Uthando Nesthembu is important to highlight because as a society, we tend to display what we deem acceptable on our television screens. This is why queer television and films such as Inxeba: The Wound and Rafiki still receive much resistance because the queer community, itself, is still largely marginalised. The depiction of polygamy, and the aspiration for many to enter into polygamous set-ups, show just how much of a norm it is and has always been among both men and women. The same can’t be said for polyandry though. Now that the shoe is quite possibly on the other proverbial foot, there is a deafening uproar based on a number of reasons.


Patriarchy reigns supreme. It continues to provide the holy grail of the dos and don’ts of relationships and dictates what can and cannot work — nevermind what women may want or need. Men are always at the centre and so relationship norms have become based almost exclusively on what they feel is comfortable and non-threatening to their masculinity. We can’t “emasculate” the man now can we?

Naturally, this patriarchal way of living also informs religious views and moral beliefs vehemently against the idea of polyandry. Various cultural and religious leaders in South Africa have described polyandry as “disgraceful”, “confusing to children” and a threat to “cultural values and norms” among other things. [Insert a side-eye, plus a deep, heavy sigh here!] Their arguments speak to polyandry being a wrecking ball that will potentially destroy the family unit, along with the very moral fabric of society as a whole. Compared to the reality of family units in South Africa and other parts of the world, their arguments just don’t hold. Take for instance the divorce rate in the country. South Africa recorded 25 326 divorces in 2016, with almost half of them marriages which lasted less than 10 years. While that figure has been on a downward trend, it’s not particularly exemplary either. Additionally, intimate partner violence is one of the highest in South Africa with half of the women murdered by their own partners. As if that weren’t bad enough, at least 24 000 children were sexually abused and 943 murdered between 2018 and 2019. The family unit as we know it, and the lack of safety for both women and children in South Africa paint a picture of dysfunction, and not perfection. Thus, for religious and cultural leaders to claim that polyandry would cause these social ills, when they in fact already exist, and alarmingly so, is disingenuous at worst and delusional at best.

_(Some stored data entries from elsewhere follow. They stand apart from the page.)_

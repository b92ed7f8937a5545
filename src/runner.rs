//! CLI execution and command dispatch logic.
//!
//! This module keeps `main` minimal by providing a single entry point that
//! runs the pipeline: discover sources, assemble the [`BuildGraph`], render
//! it with [`make_gen`] and hand the text to a writer. The graph is complete
//! before anything is written, so a failing run never leaves a partial
//! Makefile behind.

use crate::cli::{Cli, Commands, DEFAULT_MAKEFILE, IncludeMatching};
use crate::config::BuildConfig;
use crate::includes::{IncludePolicy, SourceReader};
use crate::ir::{BuildGraph, SourceFile};
use crate::{discover, make_gen};
use anyhow::{Context, Result, anyhow};
use camino::{Utf8Path, Utf8PathBuf};
use cap_std::{ambient_authority, fs_utf8::Dir};
use std::borrow::Cow;
use std::io::{self, Write};
use std::path::Path;
use tempfile::NamedTempFile;
use time::OffsetDateTime;
use time::format_description::well_known::Rfc3339;
use tracing::{debug, info};

/// Wrapper around generated Makefile text.
#[derive(Debug, Clone, PartialEq, Eq)]
pub struct MakefileContent(String);
impl MakefileContent {
    /// Store the provided Makefile text.
    #[must_use]
    pub const fn new(content: String) -> Self {
        Self(content)
    }
    /// Borrow the underlying text.
    #[must_use]
    pub fn as_str(&self) -> &str {
        &self.0
    }
}

/// Execute the parsed [`Cli`] command.
///
/// # Errors
///
/// Returns an error if discovery, graph assembly or writing the output fails.
pub fn run(cli: &Cli) -> Result<()> {
    let command = cli
        .command
        .clone()
        .unwrap_or(Commands::Generate { file: None });
    match command {
        Commands::Generate { file } => handle_generate(cli, file.as_deref()),
        Commands::List => handle_list(cli),
        Commands::Graph => handle_graph(cli),
    }
}

/// Translate the command line into the pipeline configuration.
#[must_use]
pub fn build_config(cli: &Cli) -> BuildConfig {
    BuildConfig {
        output: cli.output.clone(),
        debug: cli.debug,
        compiler: cli.compiler.clone(),
        source_extensions: cli.source_ext.clone(),
        object_extension: cli.object_ext.clone(),
        include_policy: match cli.include_matching {
            IncludeMatching::Permissive => IncludePolicy::Permissive,
            IncludeMatching::Strict => IncludePolicy::Strict,
        },
    }
}

fn handle_generate(cli: &Cli, file: Option<&Path>) -> Result<()> {
    let dir = open_root(cli)?;
    generate_with(cli, file, &dir)
}

/// Render the Makefile reading sources through `reader`, then write it to
/// `file` (or the default Makefile beneath the project root).
fn generate_with(cli: &Cli, file: Option<&Path>, reader: &impl SourceReader) -> Result<()> {
    let content = render_makefile(cli, reader)?;
    let target = file.unwrap_or_else(|| Path::new(DEFAULT_MAKEFILE));
    if is_stdout_path(target) {
        write_stdout(content.as_str())
    } else {
        let path = resolve_output_path(cli, target);
        write_makefile(path.as_ref(), &content)
    }
}

fn handle_list(cli: &Cli) -> Result<()> {
    let root = resolve_root(cli)?;
    let sources = discover::discover_sources(&root, &build_config(cli))
        .with_context(|| format!("discovering sources under {root}"))?;
    let listing: String = sources.iter().map(|source| format!("{source}\n")).collect();
    write_stdout(&listing)
}

fn handle_graph(cli: &Cli) -> Result<()> {
    let dir = open_root(cli)?;
    let (graph, _) = assemble_graph(cli, &dir)?;
    let mut json = serde_json::to_string_pretty(&graph).context("serialising build graph")?;
    json.push('\n');
    write_stdout(&json)
}

/// Run the full pipeline and return the rendered Makefile.
fn render_makefile(cli: &Cli, reader: &impl SourceReader) -> Result<MakefileContent> {
    let (graph, config) = assemble_graph(cli, reader)?;
    if let Some(name) = &config.output {
        info!("Output file: {name}");
    }
    let generated_at = OffsetDateTime::now_utc()
        .format(&Rfc3339)
        .context("formatting generation timestamp")?;
    let text = make_gen::generate(&graph, &config, &generated_at)
        .context("rendering Makefile")?;
    Ok(MakefileContent::new(text))
}

fn assemble_graph(cli: &Cli, reader: &impl SourceReader) -> Result<(BuildGraph, BuildConfig)> {
    let config = build_config(cli);
    let root = resolve_root(cli)?;
    let sources: Vec<SourceFile> = discover::discover_sources(&root, &config)
        .with_context(|| format!("discovering sources under {root}"))?;
    info!("Discovered {} source files under {root}", sources.len());

    let graph = BuildGraph::assemble(&sources, reader, &config).context("building graph")?;
    if tracing::enabled!(tracing::Level::DEBUG) {
        let json = serde_json::to_string_pretty(&graph).context("serialising build graph")?;
        debug!("Build graph:\n{json}");
    }
    Ok((graph, config))
}

fn resolve_root(cli: &Cli) -> Result<Utf8PathBuf> {
    Utf8PathBuf::from_path_buf(cli.directory.clone())
        .map_err(|path| anyhow!("project root is not valid UTF-8: {}", path.display()))
}

fn open_root(cli: &Cli) -> Result<Dir> {
    let root = resolve_root(cli)?;
    Dir::open_ambient_dir(&root, ambient_authority())
        .with_context(|| format!("opening project root {root}"))
}

/// Return `true` when `path` is the CLI sentinel indicating "write to stdout".
#[must_use]
pub fn is_stdout_path(path: &Path) -> bool {
    path.as_os_str() == "-"
}

/// Resolve an output path relative to the project root.
#[must_use]
fn resolve_output_path<'a>(cli: &Cli, path: &'a Path) -> Cow<'a, Path> {
    if path.is_relative() {
        Cow::Owned(cli.directory.join(path))
    } else {
        Cow::Borrowed(path)
    }
}

/// Write `content` to `path`, replacing any existing file atomically.
///
/// The text goes to a temporary file beside `path` first and is renamed into
/// place once flushed, so readers never see a half-written Makefile.
///
/// # Errors
///
/// Returns an error when the temporary file cannot be created, written or
/// persisted.
pub fn write_makefile(path: &Path, content: &MakefileContent) -> Result<()> {
    let parent = path
        .parent()
        .filter(|p| !p.as_os_str().is_empty())
        .unwrap_or_else(|| Path::new("."));
    let mut tmp = NamedTempFile::new_in(parent)
        .with_context(|| format!("creating temporary file in {}", parent.display()))?;
    {
        let handle = tmp.as_file_mut();
        handle
            .write_all(content.as_str().as_bytes())
            .context("writing temporary Makefile")?;
        handle.flush().context("flushing temporary Makefile")?;
        handle.sync_all().context("syncing temporary Makefile")?;
    }
    tmp.persist(path)
        .map_err(|err| err.error)
        .with_context(|| format!("writing Makefile to {}", path.display()))?;
    info!("Generated Makefile at {}", display_utf8(path));
    Ok(())
}

fn display_utf8(path: &Path) -> Cow<'_, str> {
    Utf8Path::from_path(path).map_or_else(
        || Cow::Owned(path.display().to_string()),
        |p| Cow::Borrowed(p.as_str()),
    )
}

fn write_stdout(text: &str) -> Result<()> {
    let mut stdout = io::stdout().lock();
    ignore_broken_pipe(stdout.write_all(text.as_bytes())).context("writing to stdout")?;
    ignore_broken_pipe(stdout.flush()).context("flushing stdout")?;
    Ok(())
}

fn ignore_broken_pipe(result: io::Result<()>) -> io::Result<()> {
    match result {
        Err(err) if err.kind() == io::ErrorKind::BrokenPipe => Ok(()),
        other => other,
    }
}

At the crux of this polyandry debate is the discomfort, and even anger, that women should dare enjoy the same freedoms as men. It’s a refusal to, even, allow women to map out and navigate their relationships in a way that centres them for a change. . Monogamy has, for a long while, been the only model for romantic relationships available to women — the type often described as “respectable” and “wife material” at that. However, just as open relationships are becoming increasingly popular, along with other alternative models of relationships, polyandry should be seen as just that — another option! It’s not about forcing individuals who find no meaning in polyandry to engage in it, for the false sense of progress, but to genuinely allow women to experience what they may never experience, or experience fully, in traditional relationship settings. Once we open ourselves to that possibility, we’ll see that at the heart of polyandry lies the power of choice and that is scarcely ever a bad thing.